=== Data provided ===

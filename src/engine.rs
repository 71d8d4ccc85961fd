//! Script execution engine.
//!
//! [`ScriptEngine`] owns the one-time environment preparation, the script
//! materializer, the kept shell behind the synchronous API, and spawns live
//! sessions. Clones share all state.

use std::collections::BTreeMap;
use std::sync::atomic::{AtomicBool, Ordering};
use std::sync::Arc;
use std::time::Duration;

use async_trait::async_trait;
use tokio::sync::Mutex;

use crate::config::Config;
use crate::environment::{prepare_environment, EnvironmentSettings, ScriptEnvironment};
use crate::error::ExecError;
use crate::host::{AssetStore, DirAssets, DirSandbox, LocalShellLauncher, Sandbox, ShellLauncher};
use crate::keep_shell::KeepShell;
use crate::materialize::{strip_asset_scheme, ScriptMaterializer, ASSET_SCHEME};
use crate::output::{classify_output, joined_text, OutputOrigin, OutputTranslator, ShellOutput};
use crate::session::preamble::{
    build_preamble, build_session_input, export_line, invocation_line, shell_quote, PageExports,
};
use crate::session::process::{spawn_session_process, write_input, SessionProcess};
use crate::session::{InteractiveShell, ScriptRun, ShellSession, TreeKiller};

/// Engine inputs derived from configuration.
#[derive(Debug, Clone, PartialEq, Eq)]
pub struct EngineSettings {
    pub environment: EnvironmentSettings,
    /// Interpreter written into the shebang of cached inline scripts.
    pub shebang: String,
    /// Pause between the preamble and the invocation.
    pub start_delay: Duration,
    /// Optional bound on one synchronous command; `None` waits for it to end.
    pub command_timeout: Option<Duration>,
    /// `@string` translation table for synchronous output.
    pub strings: BTreeMap<String, String>,
}

impl EngineSettings {
    pub fn from_config(config: &Config) -> Self {
        Self {
            environment: EnvironmentSettings {
                executor: config.environment.executor.clone(),
                toolkit_dir: config.environment.toolkit_dir.clone(),
                temp_dir: config.paths.cache_dir.clone(),
                sdcard_path: config.environment.sdcard_path.clone(),
                android_sdk: config.environment.android_sdk,
            },
            shebang: config.environment.shebang.clone(),
            start_delay: config.shell.start_delay(),
            command_timeout: config.shell.command_timeout(),
            strings: config.strings.clone(),
        }
    }
}

/// Page whose configuration file a script belongs to.
#[derive(Debug, Clone, Default, PartialEq, Eq)]
pub struct PageContext {
    pub config_dir: String,
    /// Page config path; may carry the asset scheme.
    pub config_file: String,
}

/// One live execution.
#[derive(Debug, Clone, Default, PartialEq, Eq)]
pub struct ExecRequest {
    /// Inline script text or an asset reference.
    pub script: String,
    /// Extra variables exported before the invocation.
    pub params: BTreeMap<String, String>,
    pub page: Option<PageContext>,
    /// Whether the caller is handed a force-stop.
    pub interruptible: bool,
}

impl ExecRequest {
    pub fn new(script: impl Into<String>) -> Self {
        Self {
            script: script.into(),
            ..Self::default()
        }
    }

    pub fn param(mut self, key: impl Into<String>, value: impl Into<String>) -> Self {
        self.params.insert(key.into(), value.into());
        self
    }

    pub fn page(mut self, page: PageContext) -> Self {
        self.page = Some(page);
        self
    }

    pub fn interruptible(mut self, interruptible: bool) -> Self {
        self.interruptible = interruptible;
        self
    }
}

/// Shell command that kills every process started under `tag`.
pub fn kill_tree_command(tag: &str) -> String {
    format!("shell_progres={} killtree", shell_quote(tag))
}

/// Shared execution engine.
#[derive(Clone)]
pub struct ScriptEngine {
    inner: Arc<EngineInner>,
}

struct EngineInner {
    launcher: Arc<dyn ShellLauncher>,
    sandbox: Arc<dyn Sandbox>,
    assets: Arc<dyn AssetStore>,
    materializer: ScriptMaterializer,
    translator: OutputTranslator,
    settings: EngineSettings,
    prepared: Mutex<Option<Arc<Prepared>>>,
    initialized: AtomicBool,
}

struct Prepared {
    environment: ScriptEnvironment,
    shell: KeepShell,
}

impl ScriptEngine {
    pub fn new(
        launcher: Arc<dyn ShellLauncher>,
        sandbox: Arc<dyn Sandbox>,
        assets: Arc<dyn AssetStore>,
        settings: EngineSettings,
    ) -> Self {
        let materializer =
            ScriptMaterializer::new(sandbox.clone(), assets.clone(), settings.shebang.clone());
        let translator = OutputTranslator::new(settings.strings.clone());
        Self {
            inner: Arc::new(EngineInner {
                launcher,
                sandbox,
                assets,
                materializer,
                translator,
                settings,
                prepared: Mutex::new(None),
                initialized: AtomicBool::new(false),
            }),
        }
    }

    /// Engine over local directories and the configured shell programs.
    pub fn from_config(config: &Config) -> Self {
        let sandbox: Arc<dyn Sandbox> = Arc::new(DirSandbox::new(config.paths.data_dir.clone()));
        let assets: Arc<dyn AssetStore> =
            Arc::new(DirAssets::new(config.paths.assets_dir.clone(), sandbox.clone()));
        let launcher: Arc<dyn ShellLauncher> =
            Arc::new(LocalShellLauncher::from_config(&config.shell));
        Self::new(launcher, sandbox, assets, EngineSettings::from_config(config))
    }

    pub fn is_initialized(&self) -> bool {
        self.inner.initialized.load(Ordering::Acquire)
    }

    /// Prepare the environment once. Later calls return the cached result
    /// without touching the host; a failed attempt leaves the engine
    /// uninitialized so the next call tries again.
    pub async fn ensure_initialized(&self) -> Result<ScriptEnvironment, ExecError> {
        Ok(self.prepared().await?.environment.clone())
    }

    /// Forget the prepared environment and close the kept shell.
    pub async fn reset(&self) {
        let previous = self.inner.prepared.lock().await.take();
        self.inner.initialized.store(false, Ordering::Release);
        if let Some(prepared) = previous {
            prepared.shell.try_exit().await;
            tracing::debug!("script engine reset");
        }
    }

    async fn prepared(&self) -> Result<Arc<Prepared>, ExecError> {
        let mut guard = self.inner.prepared.lock().await;
        if let Some(prepared) = guard.as_ref() {
            return Ok(prepared.clone());
        }
        let rooted = self.inner.launcher.has_root().await;
        let environment = prepare_environment(
            &self.inner.settings.environment,
            self.inner.sandbox.as_ref(),
            self.inner.assets.as_ref(),
            rooted,
        )
        .inspect_err(|err| tracing::error!(error = %err, "environment initialization failed"))?;
        let shell = KeepShell::new(
            self.inner.launcher.clone(),
            rooted,
            self.inner.settings.command_timeout,
        );
        let prepared = Arc::new(Prepared { environment, shell });
        *guard = Some(prepared.clone());
        self.inner.initialized.store(true, Ordering::Release);
        Ok(prepared)
    }

    /// Run `script` in the kept shell and classify its whole stdout.
    ///
    /// Text rows go through the `@string` translation table. An empty script
    /// yields no outputs.
    pub async fn execute_outputs(
        &self,
        script: &str,
        page: Option<&PageContext>,
    ) -> Result<Vec<ShellOutput>, ExecError> {
        if script.is_empty() {
            return Ok(Vec::new());
        }
        let prepared = self.prepared().await?;
        let path = self.inner.materializer.materialize(script)?;

        let mut command = String::from("\n");
        command.push_str(&build_preamble(&self.page_exports(page), &BTreeMap::new()));
        command.push_str("\n\n");
        command.push_str(&invocation_line(
            &prepared.environment.executor_path().display().to_string(),
            &path.display().to_string(),
            None,
        ));

        let raw = prepared.shell.do_cmd(&command).await?;
        let mut outputs = classify_output(Some(&raw), OutputOrigin::Stdout);
        self.inner.translator.translate_all(&mut outputs);
        Ok(outputs)
    }

    /// [`Self::execute_outputs`] reduced to its joined text.
    pub async fn execute_text(
        &self,
        script: &str,
        page: Option<&PageContext>,
    ) -> Result<String, ExecError> {
        Ok(joined_text(&self.execute_outputs(script, page).await?))
    }

    /// Start `request` in a fresh shell process bound to `session`.
    ///
    /// Returns `Ok(None)` without side effects when the session has already
    /// run. Failures before the process exists give the session back; a
    /// failed preamble write force-stops the process.
    pub async fn execute(
        &self,
        session: &ShellSession,
        request: ExecRequest,
    ) -> Result<Option<ScriptRun>, ExecError> {
        if !session.try_start() {
            tracing::debug!(tag = session.tag(), "session already started; ignoring execute");
            return Ok(None);
        }
        let (process, input) = match self.launch(session, &request).await {
            Ok(launched) => launched,
            Err(err) => {
                session.release();
                tracing::warn!(tag = session.tag(), error = %err, "failed to launch session");
                return Err(err);
            }
        };
        if let Err(err) = write_input(&process.stdin, input.as_bytes()).await {
            tracing::warn!(tag = session.tag(), error = %err, "session preamble write failed");
            process.force_stop.invoke();
            return Err(err);
        }
        Ok(Some(ScriptRun::new(
            session.tag(),
            request.interruptible,
            process,
        )))
    }

    async fn launch(
        &self,
        session: &ShellSession,
        request: &ExecRequest,
    ) -> Result<(SessionProcess, String), ExecError> {
        let prepared = self.prepared().await?;
        let script = self.inner.materializer.materialize(&request.script)?;
        let preamble = build_preamble(&self.page_exports(request.page.as_ref()), &request.params);
        let invocation = invocation_line(
            &prepared.environment.executor_path().display().to_string(),
            &script.display().to_string(),
            Some(session.tag()),
        );
        let input = build_session_input(&preamble, self.inner.settings.start_delay, &invocation);

        let child = self
            .inner
            .launcher
            .spawn_shell(prepared.environment.rooted())?;
        let killer: Arc<dyn TreeKiller> = Arc::new(self.clone());
        let process = spawn_session_process(
            child,
            session.tag(),
            &request.script,
            request.interruptible,
            Some(killer),
        )?;
        Ok((process, input))
    }

    /// Open a shell the caller keeps writing commands into. The environment
    /// variables are exported first.
    pub async fn open_interactive(
        &self,
        session: &ShellSession,
    ) -> Result<Option<InteractiveShell>, ExecError> {
        if !session.try_start() {
            return Ok(None);
        }
        let launched = async {
            let prepared = self.prepared().await?;
            let child = self
                .inner
                .launcher
                .spawn_shell(prepared.environment.rooted())?;
            let killer: Arc<dyn TreeKiller> = Arc::new(self.clone());
            let process = spawn_session_process(child, session.tag(), "", true, Some(killer))?;
            Ok::<_, ExecError>((prepared, process))
        }
        .await;
        let (prepared, process) = match launched {
            Ok(launched) => launched,
            Err(err) => {
                session.release();
                return Err(err);
            }
        };

        let exports: String = prepared
            .environment
            .variables()
            .iter()
            .map(|(key, value)| format!("{}\n", export_line(key, value)))
            .collect();
        if let Err(err) = write_input(&process.stdin, exports.as_bytes()).await {
            process.force_stop.invoke();
            return Err(err);
        }
        Ok(Some(InteractiveShell::new(session.tag(), process)))
    }

    /// `PAGE_*` exports for `page`. Work paths point at the extracted copy
    /// when the page config is an asset.
    fn page_exports(&self, page: Option<&PageContext>) -> PageExports {
        let Some(page) = page.filter(|page| !page.config_file.is_empty()) else {
            return PageExports::default();
        };
        let (work_dir, work_file) = if page.config_file.starts_with(ASSET_SCHEME) {
            let assets = &self.inner.assets;
            (
                assets
                    .extract_path(strip_asset_scheme(&page.config_dir))
                    .display()
                    .to_string(),
                assets
                    .extract_path(strip_asset_scheme(&page.config_file))
                    .display()
                    .to_string(),
            )
        } else {
            (page.config_dir.clone(), page.config_file.clone())
        };
        PageExports {
            config_dir: page.config_dir.clone(),
            config_file: page.config_file.clone(),
            work_dir,
            work_file,
        }
    }
}

#[async_trait]
impl TreeKiller for ScriptEngine {
    async fn kill_tree(&self, tag: &str) {
        match self.execute_text(&kill_tree_command(tag), None).await {
            Ok(output) => tracing::debug!(tag, output = %output, "killed session tree"),
            Err(err) => tracing::warn!(tag, error = %err, "failed to kill session tree"),
        }
    }
}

===

Your objective - Look above for the line with "use std::sync::Arc;" and the line with "use crate::keep_shell::KeepShell;". Retype those two lines and every line between them exactly, adding nothing.

Answer to the problem -
use std::sync::Arc;
use std::time::Duration;

use async_trait::async_trait;
use tokio::sync::Mutex;

use crate::config::Config;
use crate::environment::{prepare_environment, EnvironmentSettings, ScriptEnvironment};
use crate::error::ExecError;
use crate::host::{AssetStore, DirAssets, DirSandbox, LocalShellLauncher, Sandbox, ShellLauncher};
use crate::keep_shell::KeepShell;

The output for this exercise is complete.